Main Organizational-Mobilizational Directorate of the General Staff of the Armed Forces of the Russian Federation
- Emblem of the Main Operational Directorate

Agency overview
- Headquarters: Main Building of the Ministry of Defense, Moscow;
- Employees: Classified
- Annual budget: Classified
- Agency executive: Yevgeny Burdinsky, Director;
- Parent agency: General Staff of the Armed Forces of the Russian Federation
- Website: Ministry of Defense Website

= Main Organizational-Mobilizational Directorate of the General Staff of the Russian Armed Forces =

The Main Organizational-Mobilizational Directorate of the General Staff of the Russian Armed Forces, (Note: Главное организационно-мобилизационное управление Генерального штаба Вооружённых сил Российской Федерации) official abbreviation GOMU GSh VS RF, (Note: ГОМУ ГШ ВС РФ) is the central military authority of the Russian Armed Forces, and previously of the USSR, responsible for carrying out the organizational development of the armed forces, their training and mobilization, preparation of mobilization resources, organization of conscription and recruitment of troops. The commander of the directorate is subordinate to the Chief of the General Staff of the Russian Armed Forces.

==History==
For the first time, tasks of an organizational and mobilization nature were assigned to the Rank Order created in 1531, including keeping records of military men in peacetime in case of a gathering of troops.
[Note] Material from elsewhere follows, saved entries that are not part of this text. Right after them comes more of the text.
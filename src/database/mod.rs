pub mod manager;
pub mod memory;
pub mod models;
pub mod repository;
pub mod store;

pub use manager::{DatabaseError, DatabaseManager, MIGRATOR};
pub use memory::MemoryNoteStore;
pub use repository::PgNoteStore;
pub use store::NoteStore;
use once_cell::sync::Lazy;
use serde::{Deserialize, Serialize};
use std::env;
use thiserror::Error;

/// Signing secret used when none is configured outside production
pub const DEV_SESSION_SECRET: &str = "notes-dev-session-secret";

#[derive(Debug, Clone, Serialize, Deserialize)]
pub struct AppConfig {
    pub environment: Environment,
    pub server: ServerConfig,
    pub database: DatabaseConfig,
    pub api: ApiConfig,
    pub security: SecurityConfig,
    pub document: DocumentConfig,
}

#[derive(Debug, Clone, Copy, PartialEq, Eq, Serialize, Deserialize)]
pub enum Environment {
    Development,
    Staging,
    Production,
}

#[derive(Debug, Clone, Copy, PartialEq, Eq, Serialize, Deserialize)]
pub enum Storage {
    Postgres,
    Memory,
}

#[derive(Debug, Clone, Serialize, Deserialize)]
pub struct ServerConfig {
    pub host: String,
    pub port: u16,
}

#[derive(Debug, Clone, Serialize, Deserialize)]
pub struct DatabaseConfig {
    pub storage: Storage,
    /// Connection string; skipped when serialized so it never shows up in dumps
    #[serde(skip_serializing, default)]
    pub url: Option<String>,
    pub max_connections: u32,
    pub connection_timeout: u64,
    pub run_migrations: bool,
}

#[derive(Debug, Clone, Serialize, Deserialize)]
pub struct ApiConfig {
    pub enable_request_logging: bool,
    pub max_request_size_bytes: usize,
}

#[derive(Debug, Clone, Serialize, Deserialize)]
pub struct SecurityConfig {
    pub enable_cors: bool,
    pub cors_origins: Vec<String>,
    pub session_cookie: String,
    #[serde(skip_serializing, default)]
    pub session_secret: String,
    pub session_expiry_hours: u64,
}

#[derive(Debug, Clone, Serialize, Deserialize)]
pub struct DocumentConfig {
    pub max_depth: usize,
    pub max_nodes: usize,
    pub allow_unknown_types: bool,
    pub preview_length: usize,
}

#[derive(Debug, Error, PartialEq, Eq)]
pub enum ConfigError {
    #[error("Missing configuration: {0}")]
    Missing(&'static str),

    #[error("Invalid value for {name}: {reason}")]
    Invalid { name: &'static str, reason: String },
}

impl AppConfig {
    pub fn from_env() -> Self {
        let environment = match env::var("APP_ENV").as_deref() {
            Ok("production") | Ok("prod") => Environment::Production,
            Ok("staging") | Ok("stage") => Environment::Staging,
            _ => Environment::Development,
        };

        // Set defaults based on environment, then override with specific env vars
        Self::for_environment(environment).with_env_overrides()
    }

    pub fn for_environment(environment: Environment) -> Self {
        match environment {
            Environment::Production => Self::production(),
            Environment::Staging => Self::staging(),
            Environment::Development => Self::development(),
        }
    }

    fn with_env_overrides(mut self) -> Self {
        // Server overrides
        if let Ok(v) = env::var("NOTES_API_HOST") {
            self.server.host = v;
        }
        if let Some(port) = env::var("NOTES_API_PORT")
            .ok()
            .or_else(|| env::var("PORT").ok())
            .and_then(|v| v.parse().ok())
        {
            self.server.port = port;
        }

        // Database overrides
        if let Ok(v) = env::var("NOTES_STORAGE") {
            self.database.storage = match v.to_ascii_lowercase().as_str() {
                "memory" | "mem" => Storage::Memory,
                "postgres" | "pg" => Storage::Postgres,
                _ => self.database.storage,
            };
        }
        if let Ok(v) = env::var("DATABASE_URL") {
            self.database.url = Some(v).filter(|url| !url.trim().is_empty());
        }
        if let Ok(v) = env::var("DATABASE_MAX_CONNECTIONS") {
            self.database.max_connections = v.parse().unwrap_or(self.database.max_connections);
        }
        if let Ok(v) = env::var("DATABASE_CONNECTION_TIMEOUT") {
            self.database.connection_timeout = v.parse().unwrap_or(self.database.connection_timeout);
        }
        if let Ok(v) = env::var("DATABASE_RUN_MIGRATIONS") {
            self.database.run_migrations = v.parse().unwrap_or(self.database.run_migrations);
        }

        // API overrides
        if let Ok(v) = env::var("API_ENABLE_REQUEST_LOGGING") {
            self.api.enable_request_logging = v.parse().unwrap_or(self.api.enable_request_logging);
        }
        if let Ok(v) = env::var("API_MAX_REQUEST_SIZE_BYTES") {
            self.api.max_request_size_bytes = v.parse().unwrap_or(self.api.max_request_size_bytes);
        }

        // Security overrides
        if let Ok(v) = env::var("SECURITY_ENABLE_CORS") {
            self.security.enable_cors = v.parse().unwrap_or(self.security.enable_cors);
        }
        if let Ok(v) = env::var("SECURITY_CORS_ORIGINS") {
            self.security.cors_origins = v
                .split(',')
                .map(|s| s.trim().to_string())
                .filter(|s| !s.is_empty())
                .collect();
        }
        if let Ok(v) = env::var("SECURITY_SESSION_COOKIE") {
            self.security.session_cookie = v;
        }
        if let Ok(v) = env::var("SESSION_SECRET") {
            self.security.session_secret = v;
        }
        if let Ok(v) = env::var("SECURITY_SESSION_EXPIRY_HOURS") {
            self.security.session_expiry_hours = v.parse().unwrap_or(self.security.session_expiry_hours);
        }

        // Document overrides
        if let Ok(v) = env::var("DOCUMENT_MAX_DEPTH") {
            self.document.max_depth = v.parse().unwrap_or(self.document.max_depth);
        }
        if let Ok(v) = env::var("DOCUMENT_MAX_NODES") {
            self.document.max_nodes = v.parse().unwrap_or(self.document.max_nodes);
        }
        if let Ok(v) = env::var("DOCUMENT_ALLOW_UNKNOWN_TYPES") {
            self.document.allow_unknown_types = v.parse().unwrap_or(self.document.allow_unknown_types);
        }
        if let Ok(v) = env::var("DOCUMENT_PREVIEW_LENGTH") {
            self.document.preview_length = v.parse().unwrap_or(self.document.preview_length);
        }

        self
    }

    /// Reject settings the server cannot start with
    pub fn validate(&self) -> Result<(), ConfigError> {
        if self.security.session_secret.is_empty() {
            return Err(ConfigError::Missing("SESSION_SECRET"));
        }
        if self.environment == Environment::Production && self.security.session_secret == DEV_SESSION_SECRET {
            return Err(ConfigError::Invalid {
                name: "SESSION_SECRET",
                reason: "the development secret cannot be used in production".to_string(),
            });
        }
        if self.database.storage == Storage::Postgres && self.database.url.is_none() {
            return Err(ConfigError::Missing("DATABASE_URL"));
        }
        if self.document.max_depth == 0 || self.document.max_nodes == 0 {
            return Err(ConfigError::Invalid {
                name: "DOCUMENT_MAX_DEPTH/DOCUMENT_MAX_NODES",
                reason: "limits must be greater than zero".to_string(),
            });
        }
        Ok(())
    }

    pub fn bind_addr(&self) -> String {
        format!("{}:{}", self.server.host, self.server.port)
    }

    pub fn development() -> Self {
        Self {
            environment: Environment::Development,
            server: ServerConfig {
                host: "0.0.0.0".to_string(),
                port: 3000,
            },
            database: DatabaseConfig {
                storage: Storage::Postgres,
                url: None,
                max_connections: 10,
                connection_timeout: 30,
                run_migrations: true,
            },
            api: ApiConfig {
                enable_request_logging: true,
                max_request_size_bytes: 10 * 1024 * 1024, // 10MB
            },
            security: SecurityConfig {
                enable_cors: true,
                cors_origins: vec!["http://localhost:3000".to_string(), "http://localhost:5173".to_string()],
                session_cookie: "better-auth.session_token".to_string(),
                session_secret: DEV_SESSION_SECRET.to_string(),
                session_expiry_hours: 24 * 7, // 1 week
            },
            document: DocumentConfig {
                max_depth: 64,
                max_nodes: 20_000,
                allow_unknown_types: true,
                preview_length: 120,
            },
        }
    }

    pub fn staging() -> Self {
        Self {
            environment: Environment::Staging,
            server: ServerConfig {
                host: "0.0.0.0".to_string(),
                port: 8080,
            },
            database: DatabaseConfig {
                storage: Storage::Postgres,
                url: None,
                max_connections: 20,
                connection_timeout: 10,
                run_migrations: true,
            },
            api: ApiConfig {
                enable_request_logging: true,
                max_request_size_bytes: 5 * 1024 * 1024, // 5MB
            },
            security: SecurityConfig {
                enable_cors: true,
                cors_origins: vec!["https://staging.example.com".to_string()],
                session_cookie: "__Secure-better-auth.session_token".to_string(),
                session_secret: String::new(),
                session_expiry_hours: 24,
            },
            document: DocumentConfig {
                max_depth: 48,
                max_nodes: 20_000,
                allow_unknown_types: true,
                preview_length: 120,
            },
        }
    }

    pub fn production() -> Self {
        Self {
            environment: Environment::Production,
            server: ServerConfig {
                host: "0.0.0.0".to_string(),
                port: 8080,
            },
            database: DatabaseConfig {
                storage: Storage::Postgres,
                url: None,
                max_connections: 50,
                connection_timeout: 5,
                run_migrations: false,
            },
            api: ApiConfig {
                enable_request_logging: false,
                max_request_size_bytes: 2 * 1024 * 1024, // 2MB
            },
            security: SecurityConfig {
                enable_cors: true,
                cors_origins: vec!["https://app.example.com".to_string()],
                session_cookie: "__Secure-better-auth.session_token".to_string(),
                session_secret: String::new(),
                session_expiry_hours: 24 * 7,
            },
            document: DocumentConfig {
                max_depth: 32,
                max_nodes: 10_000,
                allow_unknown_types: false,
                preview_length: 120,
            },
        }
    }

    /// Development preset on the in-memory store, for tests and demos
    pub fn in_memory() -> Self {
        let mut config = Self::development();
        config.database.storage = Storage::Memory;
        config
    }
}

// Global singleton config - initialized once at startup
pub static CONFIG: Lazy<AppConfig> = Lazy::new(AppConfig::from_env);

// Convenience function for accessing config
pub fn config() -> &'static AppConfig {
    &CONFIG
}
At the beginning of the 18th century, during the reforms of Peter I, regiments and other military structures of the Russian Army and Navy began to be organized in accordance with the Shtats (literally "states," the Table of Organisation and Equipment). During the military reform in Russia in the 60s and 70s of the 19th century, the Russian Imperial Army was transferred to a personnel basis. At the same time, the need arose to continuously resolve issues of a mobilization nature. These issues were resolved by the Committee for the Mobilization of Troops of the General Staff (since 1903 - the mobilization department of the Office of the 2nd Quartermaster General of the General Staff). By 1917, organizational and mobilization tasks were carried out by the Main Directorate of the General Staff (it included a mobilization department and a department for the organization and service of troops).

On May 8, 1918, the All-Russian Main Headquarters was created in the Red Army. In November 1918, military commissariats were subordinated to him. Among the main tasks of the All-Russian General Staff were:

maintaining records, training and mobilization of military personnel, formation, organization and combat training of units of the Red Army, development of states, charters, manuals, instructions and regulations for troops. In 1921, a single Headquarters of the Red Army was created. It included organizational and mobilization departments.

In 1924, they were transformed into a single Organizational and Mobilization Directorate (since 1926, the 2nd Directorate of the Red Army Headquarters). He is entrusted with general issues of organizing the Armed Forces in peacetime and war, as well as preparing a mobilization plan.

In 1931, the 2nd Directorate of the Red Army Headquarters was divided into the 2nd (organizational), 5th (material planning) and 9th (troop mobilization).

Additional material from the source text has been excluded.